Police Treat Police Crimes Like Workplace Incidents Shrouded in Secrecy

Police double standard number 3,427. Police crimes are crimes.  NOT simply workplace incidents. It would seem like the most simple of expectations.  If a cop is accused of committing a crime, it gets treated the same as when a non-badged citizen is accused of committing a crime. Right?

Wrong. Let’s look at a generic process.

If you feel that a crime has been committed by anyone other than police, you let the PD know, and they will put you in contact with a detective. The detective will have you give a statement that describes your interpretation of what happened. The detective will then discuss the details of the incident. This is an important element of the investigation because they need to ensure all the facts are noted, vetted, and understood, versus a skewed subjective statement. Obviously, a simple statement rarely gives all the details, otherwise, we wouldn’t need detectives for any crime. At that point, you will be given a report number that allows you to keep up with the investigation.

This is rarely a quick, one conversation process. Their work really begins after they get both sides of the story. From there, they take all the information and investigate the details. During the process, you can call in with your report number, and get information about the progress of the case. Transparent and open.

So, how do they handle things if the person accused of committing a crime wears a badge?

One might think the standard and transparency would be raised to a much higher level of scrutiny. Instead, things are taken behind closed doors and handled more like a workplace incident.

When you attempt to get in contact with a detective, you are immediately cut off by superiors and told that you have to file a complaint against the officer. That’s it. From there, you are out of the loop. They don’t call you to get further details, or make any attempts to help you with your claim of a crime.
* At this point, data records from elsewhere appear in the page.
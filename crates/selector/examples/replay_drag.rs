//! Replay a recorded drag gesture against a captured page
//!
//! The page comes in as `DOM.getDocument` output plus per-node layout boxes.
//! No browser is needed: links "open" by printing their URL.
//!
//! ```text
//! cargo run -p selector --example replay_drag
//! ```

use std::sync::Arc;
use std::time::Duration;

use browser::{DirectOpener, DispatchError};
use dom::DomService;
use selector::{
    run_selector, spawn_dispatcher, Modifiers, PageEvent, SelectionController, SelectorConfig,
};
use serde_json::json;
use tokio::sync::mpsc;

fn captured_page() -> (serde_json::Value, serde_json::Value) {
    let link = |id: u32, href: &str| {
        json!({
            "nodeId": id,
            "backendNodeId": id,
            "nodeType": 1,
            "nodeName": "A",
            "attributes": ["href", href]
        })
    };

    let tree = json!({
        "root": {
            "nodeId": 1,
            "backendNodeId": 1,
            "nodeType": 9,
            "nodeName": "#document",
            "children": [{
                "nodeId": 2,
                "backendNodeId": 2,
                "nodeType": 1,
                "nodeName": "HTML",
                "children": [{
                    "nodeId": 3,
                    "backendNodeId": 3,
                    "nodeType": 1,
                    "nodeName": "BODY",
                    "children": [
                        link(10, "/docs/intro"),
                        link(11, "/docs/install"),
                        link(12, "#top"),
                        link(13, "https://crates.io/crates/tokio"),
                        link(14, "/far/away")
                    ]
                }]
            }]
        }
    });

    let layout = json!({
        "layout": [
            { "backendNodeId": 10, "bounds": [20, 40, 120, 18] },
            { "backendNodeId": 11, "bounds": [20, 70, 120, 18] },
            { "backendNodeId": 12, "bounds": [20, 100, 60, 18] },
            { "backendNodeId": 13, "bounds": [20, 130, 200, 18] },
            { "backendNodeId": 14, "bounds": [20, 900, 80, 18] }
        ]
    });

    (tree, layout)
}

#[tokio::main]
async fn main() -> Result<(), Box<dyn std::error::Error>> {
    tracing_subscriber::fmt::init();

    let (tree, layout) = captured_page();
    let mut service = DomService::new();
    service.parse_cdp_dom_tree(&tree)?;
    let merged = service.merge_layout(&layout)?;
    println!("Loaded page with {} laid-out nodes", merged);
    let page = service.into_document("https://example.org/docs/")?;

    let config = SelectorConfig::from_json(r#"{"dispatch_delay_ms": 200}"#)?;
    let (outbox_tx, outbox_rx) = mpsc::unbounded_channel();
    let mut controller = SelectionController::new(page, config, outbox_tx);
    controller.attach(false);

    let direct: Arc<dyn DirectOpener> = Arc::new(|url: &str| -> Result<(), DispatchError> {
        println!("open {}", url);
        Ok(())
    });
    let dispatcher = spawn_dispatcher(outbox_rx, None, direct);

    let (events_tx, events_rx) = mpsc::channel(16);
    let selector = tokio::spawn(run_selector(controller, events_rx));

    let alt = Modifiers {
        alt: true,
        ..Default::default()
    };
    let gesture = [
        PageEvent::down(10.0, 30.0, alt),
        PageEvent::moved(80.0, 80.0),
        PageEvent::moved(150.0, 140.0),
        PageEvent::up(160.0, 150.0),
    ];
    for event in gesture {
        events_tx.send(event).await?;
        tokio::time::sleep(Duration::from_millis(16)).await;
    }

    // Let the grace delay run out
    tokio::time::sleep(Duration::from_millis(400)).await;
    events_tx.send(PageEvent::Unload).await?;

    let controller = selector.await?;
    println!("Selector detached: {}", !controller.is_attached());
    drop(controller);
    dispatcher.await?;

    Ok(())
}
In Carrollton, TX, Internal Affairs is a one man operation. A superior who certainly has a vested interest in any negative optics associated with the department.

It’s understandable that the superiors want to know what’s going on with one of their officers, but should the standard process (criminal investigation) only be considered if the superiors decide they want it to be exposed? The investigation should be performed simultaneously so details are logged, and on the books. By having a superior look at it first, they get to sweep it under the rug by making it a “private” employee document as opposed to a public criminal investigation. CYA is undeniably here.

Effectively, the “criminal” entity gets to see all of your claims BEFORE they even have to make a legal statement. They can take all of the details without any legal scrutiny, and decide what kind of story they want to give. They ultimately are allowed to get together with all the information about the case, and build a story of innocence that will be good enough to prevent it from actually getting investigated. With no investigation, there is no information subject to FOIA. With no FOIA, they aren’t exposed to media scrutiny or potential litigation.

Basically, the only communication you get throughout the process is either it’s completed, or it’s still in progress. Once the investigation is completed, you get the standard form letter that effectively states “We investigated ourselves, and found we did nothing wrong”:


That’s it. Now, they claim you can appeal the finding, but that’s just a bunch of smoke:


Well, unless you have a bucket of expendable money to throw at it. Not sure what we’re paying the police for if we have to get a lawyer just to get the opportunity to discuss your side of the story openly.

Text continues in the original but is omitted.